:: Data section

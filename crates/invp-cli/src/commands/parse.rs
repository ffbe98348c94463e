//! Parse command - send a single invoice to the API and print the result.

use std::fs;
use std::path::PathBuf;
use std::time::{Duration, Instant};

use clap::Args;
use console::style;
use indicatif::{ProgressBar, ProgressStyle};
use tracing::{debug, info};

use invp_core::{ClientConfig, ClientError, InvoiceParserService, Settings};

use super::config::load_settings;

/// Invoice file types the API accepts.
pub const SUPPORTED_EXTENSIONS: &[&str] = &["pdf", "png", "jpg", "jpeg", "tif", "tiff"];

/// Arguments for the parse command.
#[derive(Args)]
pub struct ParseArgs {
    /// Invoice file (PDF, TIFF, JPG or PNG)
    #[arg(required = true)]
    input: PathBuf,

    /// Output file (default: stdout)
    #[arg(short, long)]
    output: Option<PathBuf>,

    /// Pretty-print the JSON result
    #[arg(long)]
    pretty: bool,

    #[command(flatten)]
    wait: WaitArgs,
}

/// Polling overrides shared by parse and batch.
#[derive(Args, Clone, Copy)]
pub struct WaitArgs {
    /// Seconds between status checks (overrides config)
    #[arg(long)]
    interval: Option<u64>,

    /// Maximum seconds to wait for the job (overrides config)
    #[arg(long, conflicts_with = "wait_forever")]
    max_wait: Option<u64>,

    /// Wait until the job finishes, however long it takes (Ctrl-C to abort)
    #[arg(long)]
    wait_forever: bool,
}

/// Whether the file extension is one the API accepts.
pub fn is_supported(path: &std::path::Path) -> bool {
    let extension = path
        .extension()
        .and_then(|e| e.to_str())
        .unwrap_or("")
        .to_lowercase();
    SUPPORTED_EXTENSIONS.contains(&extension.as_str())
}

/// Build the service from settings plus command-line overrides.
pub fn build_service(settings: &Settings, wait: WaitArgs) -> anyhow::Result<InvoiceParserService> {
    let mut settings = settings.clone();

    if let Some(interval) = wait.interval {
        settings.api_job_status_polling_interval = interval;
    }
    if let Some(max_wait) = wait.max_wait {
        settings.api_job_status_polling_wait = max_wait;
        settings.api_job_status_polling_unbounded = false;
    }
    if wait.wait_forever {
        settings.api_job_status_polling_unbounded = true;
    }

    let config = ClientConfig::from_settings(&settings)?;
    debug!("Client config: {:?}", config);

    Ok(InvoiceParserService::new(config)?)
}

/// Resolves when the user presses Ctrl-C.
pub async fn ctrl_c() {
    if tokio::signal::ctrl_c().await.is_err() {
        // No signal handler available; never cancel.
        std::future::pending::<()>().await;
    }
}

/// Render the result JSON, optionally pretty-printed.
pub fn format_result(json: &str, pretty: bool) -> anyhow::Result<String> {
    if pretty {
        let value: serde_json::Value = serde_json::from_str(json)?;
        Ok(serde_json::to_string_pretty(&value)?)
    } else {
        Ok(json.to_string())
    }
}

pub async fn run(args: ParseArgs, config_path: Option<&str>) -> anyhow::Result<()> {
    let start = Instant::now();

    if !args.input.exists() {
        anyhow::bail!("Input file not found: {}", args.input.display());
    }
    if !is_supported(&args.input) {
        anyhow::bail!(
            "Unsupported file format: {} (expected one of {})",
            args.input.display(),
            SUPPORTED_EXTENSIONS.join(", ")
        );
    }

    let settings = load_settings(config_path)?;
    let service = build_service(&settings, args.wait)?;

    info!("Parsing invoice: {}", args.input.display());

    let pb = ProgressBar::new_spinner();
    pb.set_style(
        ProgressStyle::default_spinner()
            .template("{spinner:.green} [{elapsed_precise}] {msg}")?,
    );
    pb.enable_steady_tick(Duration::from_millis(120));
    pb.set_message(format!("Waiting for {}...", args.input.display()));

    let result = service.parse_invoice_until(&args.input, ctrl_c()).await;
    pb.finish_and_clear();

    let job = match result {
        Ok(job) => job,
        Err(ClientError::Cancelled) => anyhow::bail!("Cancelled"),
        Err(e @ ClientError::Timeout { .. }) => {
            anyhow::bail!("{}. The job may still finish; try again with a longer --max-wait.", e)
        }
        Err(e) => return Err(e.into()),
    };

    let output = format_result(job.payload.as_str(), args.pretty)?;

    if let Some(output_path) = &args.output {
        fs::write(output_path, &output)?;
        println!(
            "{} Output written to {}",
            style("✓").green(),
            output_path.display()
        );
    } else {
        println!("{}", output);
    }

    debug!("Total processing time: {:?}", start.elapsed());

    Ok(())
}

#[cfg(test)]
mod tests {
    use super::*;
    use invp_core::MaxWait;
    use pretty_assertions::assert_eq;
    use std::path::Path;

    #[test]
    fn test_is_supported() {
        assert!(is_supported(Path::new("a.pdf")));
        assert!(is_supported(Path::new("b.JPG")));
        assert!(is_supported(Path::new("c.tif")));
        assert!(!is_supported(Path::new("d.docx")));
        assert!(!is_supported(Path::new("noext")));
    }

    #[test]
    fn test_format_result() {
        let json = r#"{"a":1,"b":[true]}"#;
        assert_eq!(format_result(json, false).unwrap(), json);
        assert_eq!(
            format_result(json, true).unwrap(),
            "{\n  \"a\": 1,\n  \"b\": [\n    true\n  ]\n}"
        );
    }

    #[test]
    fn test_build_service_applies_overrides() {
        let settings = Settings {
            api_key: Some("key".to_string()),
            ..Settings::default()
        };

        let service = build_service(
            &settings,
            WaitArgs { interval: Some(1), max_wait: Some(10), wait_forever: false },
        )
        .unwrap();
        assert_eq!(service.config().polling_interval(), Duration::from_secs(1));
        assert_eq!(service.config().max_wait(), MaxWait::Limited(Duration::from_secs(10)));

        let service = build_service(
            &settings,
            WaitArgs { interval: None, max_wait: None, wait_forever: true },
        )
        .unwrap();
        assert_eq!(service.config().max_wait(), MaxWait::Unbounded);
        assert_eq!(service.config().polling_interval(), Duration::from_secs(5));
    }

    #[test]
    fn test_build_service_requires_key() {
        let result = build_service(
            &Settings::default(),
            WaitArgs { interval: None, max_wait: None, wait_forever: false },
        );
        match result {
            Ok(_) => panic!("expected a missing key to be rejected"),
            Err(err) => assert!(err.to_string().contains("API key")),
        }
    }
}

::::

* [Task to carry out]
Show all lines from the records above where the word "bail" occurs.

* [Response below]
        anyhow::bail!("Input file not found: {}", args.input.display());
        anyhow::bail!(
        Err(ClientError::Cancelled) => anyhow::bail!("Cancelled"),
            anyhow::bail!("{}. The job may still finish; try again with a longer --max-wait.", e)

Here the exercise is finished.